Nel cuore del Mar Tirreno centro-occidentale, al largo della costa nord-orientale della Sardegna, si cela una straordinaria oasi marina. È il canyon di Caprera, profondo solco sottomarino, oggi al centro di uno studio scientifico che ne documenta l’importanza come hotspot di biodiversità. Qui convivono balene, delfini, grampi e zifi, in un ecosistema fragile ma prezioso. La ricerca, pubblicata su PlosOne, vuole far riconoscere l’intera area come Important Marine Mammal Area (IMMA), per rafforzarne la tutela in un Mediterraneo sempre più minacciato dalle attività antropiche.
Secondo lo studio guidato da Luca Bittau dell’Associazione Sea Me (Scientific Education and Activities in the Marine Environment), realizzato in collaborazione con le Università di Sassari, Trieste, Insubria e Calabria, il Consiglio Nazionale delle Ricerche, l’associazione Delfini del Ponente Aps di Imperia, il canyon di Caprera ospita almeno otto specie di cetacei, tra cui la stenella striata (Stenella coeruleoalba), il tursiope (Tursiops truncatus), la balenottera comune (Balaenoptera physalus) e il rarissimo mesoplodonte di Sowerby (Mesoplodon bidens). L’area, geologicamente complessa e ricca di nutrienti, si rivela altamente produttiva e rappresenta un rifugio per predatori marini di grandi dimensioni, nonché un laboratorio naturale per studiare le dinamiche delle popolazioni di cetacei del Mar Mediterraneo.
Infatti, nonostante il Mediterraneo abbia una superficie minore dell’1% di quella degli oceani, accoglie fino al 18% delle specie marine ed è riconosciuto come un hotspot di biodiversità. Il canyon Caprera, in particolare, è una delle zone più importanti per la biodiversità, tanto che secondo gli autori della ricerca dovrebbe essere un rifugio d’eccellenza per i cetacei, che negli ecosistemi marini svolgono funzioni di primo piano (es. fertilizzazione del ferro, sequestro del carbonio nelle profondità).
A minacciare la biodiversità, più in particolare quella dei cetacei, c’è però l’attività dell’uomo, particolarmente intensa lungo le coste del Mediterraneo, soprattutto con la pesca, il traffico navale e l’uso dei sonar, l’inquinamento e la diffusione delle microplastiche.

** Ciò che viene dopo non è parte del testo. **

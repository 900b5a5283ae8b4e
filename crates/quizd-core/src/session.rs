// ABOUTME: The quiz session state machine: phases, preconditions, and pure transition functions.
// ABOUTME: Exchange operations split into begin_* (build the outbound call) and finish_*/fail_exchange (fold the outcome).

use chrono::{DateTime, Utc};
use serde::{Deserialize, Serialize};
use thiserror::Error;

use crate::markdown::{self, Block};
use crate::result::QuizResult;
use crate::transcript::{Transcript, Turn};

/// Where the session is in the quiz lifecycle.
///
/// `Setup -> Active -> Feedback -> Active (loop) -> Results -> Setup`.
#[derive(Debug, Clone, Copy, PartialEq, Eq, Serialize, Deserialize)]
pub enum Phase {
    Setup,
    Active,
    Feedback,
    Results,
}

/// The fixed category set offered to the player.
#[derive(Debug, Clone, Copy, PartialEq, Eq, Serialize, Deserialize)]
pub enum Category {
    Science,
    History,
    Sports,
    Entertainment,
    Geography,
    #[serde(rename = "General Knowledge")]
    GeneralKnowledge,
}

impl Category {
    pub fn label(&self) -> &'static str {
        match self {
            Category::Science => "Science",
            Category::History => "History",
            Category::Sports => "Sports",
            Category::Entertainment => "Entertainment",
            Category::Geography => "Geography",
            Category::GeneralKnowledge => "General Knowledge",
        }
    }
}

impl std::fmt::Display for Category {
    fn fmt(&self, f: &mut std::fmt::Formatter<'_>) -> std::fmt::Result {
        f.write_str(self.label())
    }
}

#[derive(Debug, Clone, Copy, PartialEq, Eq, Serialize, Deserialize)]
pub enum Difficulty {
    Easy,
    Medium,
    Hard,
}

impl Difficulty {
    pub fn label(&self) -> &'static str {
        match self {
            Difficulty::Easy => "Easy",
            Difficulty::Medium => "Medium",
            Difficulty::Hard => "Hard",
        }
    }
}

impl std::fmt::Display for Difficulty {
    fn fmt(&self, f: &mut std::fmt::Formatter<'_>) -> std::fmt::Result {
        f.write_str(self.label())
    }
}

/// Precondition failures. These reject the operation and leave the session
/// untouched; they never become `last_error`, which is reserved for gateway
/// failures the player can retry.
#[derive(Debug, Error, PartialEq, Eq)]
pub enum SessionError {
    #[error("{op} is not valid in the {phase:?} phase")]
    InvalidPhase { op: &'static str, phase: Phase },

    #[error("no answer selected")]
    NoSelection,

    #[error("unknown option label: {0}")]
    UnknownLabel(String),

    #[error("an exchange with the agent is already in flight")]
    ExchangeInFlight,
}

/// A description of the gateway call an operation wants to make. Produced by
/// the pure `begin_*` functions and executed by the controller; the session
/// is only mutated once the outcome is known.
#[derive(Debug, Clone, PartialEq, Eq)]
pub struct OutboundCall {
    pub message: String,
    pub history: Vec<Turn>,
}

/// The single mutable value backing one quiz session. Owned by its
/// controller; everything else sees only the `SessionView` projection.
#[derive(Debug, Clone, PartialEq)]
pub struct SessionState {
    pub phase: Phase,
    pub category: Category,
    pub difficulty: Difficulty,
    transcript: Transcript,
    pub pending_selection: Option<String>,
    pub last_result: Option<QuizResult>,
    pub last_error: Option<String>,
    pub in_flight: bool,
    pub started_at: DateTime<Utc>,
}

/// Read-only display state handed to the UI boundary.
#[derive(Debug, Clone, Serialize)]
pub struct SessionView {
    pub phase: Phase,
    pub category: Category,
    pub difficulty: Difficulty,
    pub pending_selection: Option<String>,
    pub last_result: Option<QuizResult>,
    pub explanation_blocks: Vec<Block>,
    pub last_error: Option<String>,
    pub in_flight: bool,
    pub transcript_len: usize,
    pub started_at: DateTime<Utc>,
}

impl Default for SessionState {
    fn default() -> Self {
        Self::new()
    }
}

impl SessionState {
    /// A fresh session: `Setup` phase, the initial category/difficulty
    /// selections, empty transcript.
    pub fn new() -> Self {
        Self {
            phase: Phase::Setup,
            category: Category::Science,
            difficulty: Difficulty::Medium,
            transcript: Transcript::new(),
            pending_selection: None,
            last_result: None,
            last_error: None,
            in_flight: false,
            started_at: Utc::now(),
        }
    }

    pub fn transcript(&self) -> &Transcript {
        &self.transcript
    }

    /// Project the display state for the UI boundary, running the
    /// explanation (if any) through the markdown renderer.
    pub fn view(&self) -> SessionView {
        let explanation_blocks = self
            .last_result
            .as_ref()
            .map(|r| markdown::render(r.explanation_text()))
            .unwrap_or_default();

        SessionView {
            phase: self.phase,
            category: self.category,
            difficulty: self.difficulty,
            pending_selection: self.pending_selection.clone(),
            last_result: self.last_result.clone(),
            explanation_blocks,
            last_error: self.last_error.clone(),
            in_flight: self.in_flight,
            transcript_len: self.transcript.len(),
            started_at: self.started_at,
        }
    }

    fn ensure_idle(&self) -> Result<(), SessionError> {
        if self.in_flight {
            return Err(SessionError::ExchangeInFlight);
        }
        Ok(())
    }

    /// Validate a start and build its outbound call. The very first exchange
    /// carries an empty history.
    pub fn begin_start(
        &self,
        category: Category,
        difficulty: Difficulty,
    ) -> Result<OutboundCall, SessionError> {
        self.ensure_idle()?;
        if self.phase != Phase::Setup {
            return Err(SessionError::InvalidPhase {
                op: "start",
                phase: self.phase,
            });
        }

        Ok(OutboundCall {
            message: format!(
                "Start quiz: Category={}, Difficulty={}",
                category, difficulty
            ),
            history: Vec::new(),
        })
    }

    /// Fold a successful start: store the question, record the exchange,
    /// persist the chosen category/difficulty, enter `Active`.
    pub fn finish_start(
        &mut self,
        category: Category,
        difficulty: Difficulty,
        call: &OutboundCall,
        result: QuizResult,
    ) {
        self.transcript
            .record_exchange(&call.message, &result.to_transcript_json());
        self.category = category;
        self.difficulty = difficulty;
        self.last_result = Some(result);
        self.last_error = None;
        self.phase = Phase::Active;
        tracing::debug!(category = %category, difficulty = %difficulty, "quiz started");
    }

    /// Record the player's choice. Local state only; no outbound call.
    pub fn select(&mut self, label: &str) -> Result<(), SessionError> {
        self.ensure_idle()?;
        if self.phase != Phase::Active {
            return Err(SessionError::InvalidPhase {
                op: "select",
                phase: self.phase,
            });
        }
        let known = self
            .last_result
            .as_ref()
            .is_some_and(|r| r.has_option(label));
        if !known {
            return Err(SessionError::UnknownLabel(label.to_string()));
        }

        self.pending_selection = Some(label.to_string());
        Ok(())
    }

    /// Validate a submit and build its outbound call, carrying the full
    /// accumulated transcript.
    pub fn begin_submit(&self) -> Result<OutboundCall, SessionError> {
        self.ensure_idle()?;
        if self.phase != Phase::Active {
            return Err(SessionError::InvalidPhase {
                op: "submit",
                phase: self.phase,
            });
        }
        let label = self
            .pending_selection
            .as_deref()
            .ok_or(SessionError::NoSelection)?;

        Ok(OutboundCall {
            message: format!("My answer is {}", label),
            history: self.transcript.turns().to_vec(),
        })
    }

    /// Fold a successful grading: record the exchange, enter `Feedback`.
    /// The selection stays put so the feedback screen can highlight it.
    pub fn finish_submit(&mut self, call: &OutboundCall, result: QuizResult) {
        self.transcript
            .record_exchange(&call.message, &result.to_transcript_json());
        self.last_result = Some(result);
        self.last_error = None;
        self.phase = Phase::Feedback;
    }

    /// Validate a continue and build its outbound call.
    pub fn begin_continue(&self) -> Result<OutboundCall, SessionError> {
        self.ensure_idle()?;
        if self.phase != Phase::Feedback {
            return Err(SessionError::InvalidPhase {
                op: "continue",
                phase: self.phase,
            });
        }

        Ok(OutboundCall {
            message: "Next question".to_string(),
            history: self.transcript.turns().to_vec(),
        })
    }

    /// Fold a successful continue. A `quiz_complete` result ends the session:
    /// the terminal exchange is not recorded because nothing will ever replay
    /// it. Otherwise the next question goes live and the old selection is
    /// cleared.
    pub fn finish_continue(&mut self, call: &OutboundCall, result: QuizResult) {
        if result.complete() {
            self.last_result = Some(result);
            self.last_error = None;
            self.phase = Phase::Results;
            tracing::debug!(turns = self.transcript.len(), "quiz complete");
            return;
        }

        self.transcript
            .record_exchange(&call.message, &result.to_transcript_json());
        self.last_result = Some(result);
        self.last_error = None;
        self.pending_selection = None;
        self.phase = Phase::Active;
    }

    /// Record a failed exchange. The phase, transcript, and selection are
    /// untouched, so re-invoking the same operation retries it as-is.
    pub fn fail_exchange(&mut self, message: impl Into<String>) {
        let message = message.into();
        tracing::warn!(phase = ?self.phase, error = %message, "agent exchange failed");
        self.last_error = Some(message);
    }

    /// Discard everything and return to a fresh `Setup`.
    pub fn reset(&mut self) {
        *self = SessionState::new();
    }
}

Di qui l’idea di verificare lo stato di salute dei cetacei su scala locale per identificare le aree più adatte alla loro tutela, come fa la ricerca appena pubblicata.
Dalle analisi compiute è emerso che nel canyon Caprera non c’è soltanto una grande diversità dei cetacei, ma che questi sono numerosi al punto da indicare l’area come un importante hotspot della biodiversità e un rifugio per le specie di cetacei minacciate, nonché un punto di riferimento per future ricerche sulle dinamiche delle popolazioni dei cetacei nel mar Tirreno centro-occidentale.
Per questo motivo gli autori propongono di designarlo come Important Marine Mammal Area (Imma), punto di riferimento degli sforzi tesi alla conservazione e per indirizzare lo sviluppo delle politiche per la tutela di queste specie.